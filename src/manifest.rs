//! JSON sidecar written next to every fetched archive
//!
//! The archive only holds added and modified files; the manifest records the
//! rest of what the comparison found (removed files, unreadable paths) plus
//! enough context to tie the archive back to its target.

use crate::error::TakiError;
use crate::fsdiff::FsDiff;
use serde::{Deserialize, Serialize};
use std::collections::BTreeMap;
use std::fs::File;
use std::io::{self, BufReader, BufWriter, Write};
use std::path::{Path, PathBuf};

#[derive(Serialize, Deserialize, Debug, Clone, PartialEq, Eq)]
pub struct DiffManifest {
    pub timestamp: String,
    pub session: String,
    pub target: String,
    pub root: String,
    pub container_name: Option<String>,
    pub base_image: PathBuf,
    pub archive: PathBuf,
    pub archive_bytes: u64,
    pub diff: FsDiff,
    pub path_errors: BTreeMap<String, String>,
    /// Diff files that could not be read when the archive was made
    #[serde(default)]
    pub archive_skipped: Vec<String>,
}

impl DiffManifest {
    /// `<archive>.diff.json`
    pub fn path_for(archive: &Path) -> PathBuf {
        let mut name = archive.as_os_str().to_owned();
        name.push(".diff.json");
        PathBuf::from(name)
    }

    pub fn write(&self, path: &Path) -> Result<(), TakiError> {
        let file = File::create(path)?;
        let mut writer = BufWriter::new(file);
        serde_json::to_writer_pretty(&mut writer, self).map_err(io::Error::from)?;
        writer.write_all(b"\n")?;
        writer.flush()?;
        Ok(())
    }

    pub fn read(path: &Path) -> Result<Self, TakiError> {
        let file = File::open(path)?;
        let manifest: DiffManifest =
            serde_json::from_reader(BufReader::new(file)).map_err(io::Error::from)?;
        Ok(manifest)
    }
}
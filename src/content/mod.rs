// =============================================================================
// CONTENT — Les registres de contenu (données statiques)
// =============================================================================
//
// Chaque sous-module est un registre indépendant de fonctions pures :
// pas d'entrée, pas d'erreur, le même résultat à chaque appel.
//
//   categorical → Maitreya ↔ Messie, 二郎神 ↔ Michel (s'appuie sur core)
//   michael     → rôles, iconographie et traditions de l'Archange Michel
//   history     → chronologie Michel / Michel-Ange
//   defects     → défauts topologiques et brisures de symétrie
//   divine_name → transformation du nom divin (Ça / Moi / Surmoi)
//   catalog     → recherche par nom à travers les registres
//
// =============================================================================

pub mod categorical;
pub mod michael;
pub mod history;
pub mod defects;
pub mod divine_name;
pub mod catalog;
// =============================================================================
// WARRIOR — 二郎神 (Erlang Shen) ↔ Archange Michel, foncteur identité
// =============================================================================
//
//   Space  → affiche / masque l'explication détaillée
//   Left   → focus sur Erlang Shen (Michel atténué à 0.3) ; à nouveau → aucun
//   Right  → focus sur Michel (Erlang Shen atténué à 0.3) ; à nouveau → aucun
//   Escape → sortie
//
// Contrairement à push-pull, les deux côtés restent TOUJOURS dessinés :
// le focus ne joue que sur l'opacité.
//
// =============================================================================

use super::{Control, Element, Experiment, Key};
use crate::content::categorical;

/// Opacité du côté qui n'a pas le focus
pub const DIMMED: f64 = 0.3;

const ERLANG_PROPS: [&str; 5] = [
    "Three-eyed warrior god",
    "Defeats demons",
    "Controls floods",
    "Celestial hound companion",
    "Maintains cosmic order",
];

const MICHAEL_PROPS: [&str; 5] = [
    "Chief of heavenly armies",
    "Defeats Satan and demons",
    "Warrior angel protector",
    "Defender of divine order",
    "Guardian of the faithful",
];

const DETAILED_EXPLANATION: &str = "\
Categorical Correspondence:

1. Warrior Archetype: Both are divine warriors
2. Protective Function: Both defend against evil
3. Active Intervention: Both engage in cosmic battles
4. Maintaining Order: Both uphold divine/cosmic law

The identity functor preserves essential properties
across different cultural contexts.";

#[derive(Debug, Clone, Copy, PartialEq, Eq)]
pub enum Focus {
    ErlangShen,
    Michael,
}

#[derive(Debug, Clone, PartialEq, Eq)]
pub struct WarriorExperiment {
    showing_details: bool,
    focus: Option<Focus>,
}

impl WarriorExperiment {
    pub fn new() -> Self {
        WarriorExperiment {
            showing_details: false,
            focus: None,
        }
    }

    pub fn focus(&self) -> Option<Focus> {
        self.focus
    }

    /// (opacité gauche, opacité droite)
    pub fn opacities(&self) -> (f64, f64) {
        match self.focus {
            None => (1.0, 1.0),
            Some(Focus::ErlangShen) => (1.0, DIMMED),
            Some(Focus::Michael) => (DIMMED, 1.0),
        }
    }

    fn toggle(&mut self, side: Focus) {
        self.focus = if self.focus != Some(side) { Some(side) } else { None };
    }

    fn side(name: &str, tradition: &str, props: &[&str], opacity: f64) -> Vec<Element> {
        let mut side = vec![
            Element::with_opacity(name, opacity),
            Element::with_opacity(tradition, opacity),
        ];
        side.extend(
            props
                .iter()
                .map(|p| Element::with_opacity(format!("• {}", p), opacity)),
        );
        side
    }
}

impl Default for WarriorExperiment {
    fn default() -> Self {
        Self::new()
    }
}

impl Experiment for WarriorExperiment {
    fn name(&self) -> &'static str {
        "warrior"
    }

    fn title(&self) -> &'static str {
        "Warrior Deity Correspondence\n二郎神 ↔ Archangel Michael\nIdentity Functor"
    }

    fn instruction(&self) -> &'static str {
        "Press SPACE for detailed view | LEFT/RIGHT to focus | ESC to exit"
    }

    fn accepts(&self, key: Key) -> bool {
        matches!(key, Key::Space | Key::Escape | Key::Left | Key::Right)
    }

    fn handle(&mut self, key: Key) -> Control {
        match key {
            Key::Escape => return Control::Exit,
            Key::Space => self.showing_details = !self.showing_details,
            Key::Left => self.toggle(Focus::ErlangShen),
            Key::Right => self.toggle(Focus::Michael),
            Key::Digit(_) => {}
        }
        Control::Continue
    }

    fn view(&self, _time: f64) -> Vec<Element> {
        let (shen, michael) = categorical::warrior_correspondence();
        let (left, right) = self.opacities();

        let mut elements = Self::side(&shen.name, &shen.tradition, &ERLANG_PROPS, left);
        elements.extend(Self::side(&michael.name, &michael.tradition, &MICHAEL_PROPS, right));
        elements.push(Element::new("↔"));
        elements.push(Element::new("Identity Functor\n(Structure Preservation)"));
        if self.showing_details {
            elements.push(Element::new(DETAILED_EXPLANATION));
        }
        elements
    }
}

═══

=== Aim of the exercise ===
Please copy every line in the entries where "ErlangShen" appears.

=== Written answer ===
    ErlangShen,
            Some(Focus::ErlangShen) => (1.0, DIMMED),
            Key::Left => self.toggle(Focus::ErlangShen),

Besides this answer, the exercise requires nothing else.